Q: What is the query efficiency of Hologres with a large amount of data? Can update delete operation be supported? “A” : Yes, there are trillions of tables online to do multidimensional analysis, and the result can be calculated within 200ms. Hologres supports updates and deletes.

“Q” : What are the differences between Hologres and hudi, Delta and Iceberg, the current data lake frameworks in the community? “A” :

Hologres is data ingestion in real-time, while the current open source solution is Mini-Batch, similar to the difference between Flink and Spark Streaming.
Hologres itself is a service provider, which can directly provide services to online applications with higher SLA.
Hologres can provide high QPS query ability, can be directly used as flink dimension table.

Speech | finally wait until your: PyFlink + Zeppelin

Sharing Guests:

Sun Jincheng (Jinzhu), Apache Member, Apache Flink PMC, Senior technical expert of Alibaba.
Zhang Jianfeng (Jian Feng), Apache Member, Apache Zeppelin PMC, Alibaba Senior technical expert.

Q: Since we are aiming for a full Python integration, what about beefing up Jupyter notebook? “A” : First PyFlink will support both Zeppelin and Jupyter. Zeppelin is leading the way. Zeppelin is more about big data computing, and Jupyter is more about machine learning. Zeppelin can be used for multi-tenant enterprise, and Jupyter is more about single user.

Q: What are the best application scenarios for Flink on Zeppelin? “A” : ETL and data analysis for batch computation, suitable for Flink SQL, PyFlink and Table API.

“Q” : What is Zeppelin’s support for K8s so far?
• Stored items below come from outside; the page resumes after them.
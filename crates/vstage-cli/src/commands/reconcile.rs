//! `vstage-reconcile` command implementation

use colored::Colorize;
use std::sync::Arc;
use vstage_server::{
    config::Config,
    db::{self, images::PgImageStore},
    features::reconcile::{ReconcileOptions, ReconcileResult, Reconciler},
    storage::{config::StorageConfig, Storage},
};

use crate::error::{CliError, Result};

/// Run one reconciliation pass and print its outcome
pub async fn run(options: ReconcileOptions) -> Result<ReconcileResult> {
    // Reject bad filters before connecting to anything
    options.to_filter()?;

    let config = Config::load().map_err(|e| CliError::config(format!("{:#}", e)))?;

    let pool = db::create_pool(&config.database).await?;

    let storage_config = StorageConfig::from_env().map_err(|e| CliError::config(e.to_string()))?;
    let storage = Storage::new(storage_config)
        .await
        .map_err(|e| CliError::Storage(format!("{:#}", e)))?;

    let store = Arc::new(PgImageStore::new(pool));
    let reconciler = Reconciler::new(store.clone(), Arc::new(storage), store);

    tracing::info!(
        limit = options.effective_limit(),
        concurrency = options.effective_concurrency(),
        dry_run = options.dry_run,
        "Starting reconciliation"
    );

    let result = reconciler.reconcile(options).await?;

    println!("{}", "Reconciliation Summary:".cyan().bold());
    print!("{}", format_summary(&result));

    if json_output_enabled(std::env::var("JSON_OUTPUT").ok().as_deref()) {
        println!("{}", serde_json::to_string_pretty(&result)?);
    }

    Ok(result)
}

/// Human-readable report, one field per line
pub fn format_summary(result: &ReconcileResult) -> String {
    let mut out = String::new();
    out.push_str(&format!("  Checked:          {}\n", result.checked));
    out.push_str(&format!("  Missing original: {}\n", result.missing_original));
    out.push_str(&format!("  Missing staged:   {}\n", result.missing_staged));
    out.push_str(&format!("  Updated:          {}\n", result.updated));
    out.push_str(&format!("  Dry run:          {}\n", result.dry_run));

    if let Some(cursor) = &result.next_cursor {
        out.push_str(&format!("  Next cursor:      {}\n", cursor));
    }

    if !result.examples.is_empty() {
        out.push_str("\nExamples:\n");
        for example in &result.examples {
            out.push_str(&format!(
                "  {} [{}] {}\n",
                example.image_id, example.status, example.error
            ));
        }
    }

    out
}

/// `JSON_OUTPUT=1` (or `true`) turns on the JSON dump
pub fn json_output_enabled(value: Option<&str>) -> bool {
    matches!(value.map(str::trim), Some("1") | Some("true"))
}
Does the community have plans for this? Why do you choose to deploy Zeppelin Server using Pod instead of Statefulset or Deployment? “A” : This is being done and depends on Flink support for K8S. Zeppelin 0.9 + Flink 1.11 is expected to support K8S perfectly.

Production-Ready Flink and Hive Integration – what story you can tell now?

Commentary guest: Li Rui (Tian Li), Apache Hive PMC, Alibaba technical experts.

Q: Hive is available, and useful Hive client tools such as DBVIS are available. If your business is using Hive for offline batch queries, is it worth integrating with another framework? Why don’t I use DBVIS to do hive analysis? Question: Hive is a batch analysis tool. Is it necessary to force integration with streams? Is it better to use specialized tools? “A” : Many users need to improve Hive in real time, such as real-time write, presto, impala, and other interactive queries. Flink can be integrated with Hive in batch mode to achieve better performance than Hive original batch. On the other hand, we also see users who want to consume data written to Hive in real time, which requires streaming integration.

“Q” : In 1.10 kafka tables can be built on hivecatalog. Is it possible to write kafka data to hive tables? “A” : No, 1.10 only stores kafka table metadata through the Hive Catalog, but only supports batch writes to actual data. Streaming writing to Hive tables is supported only in 1.11.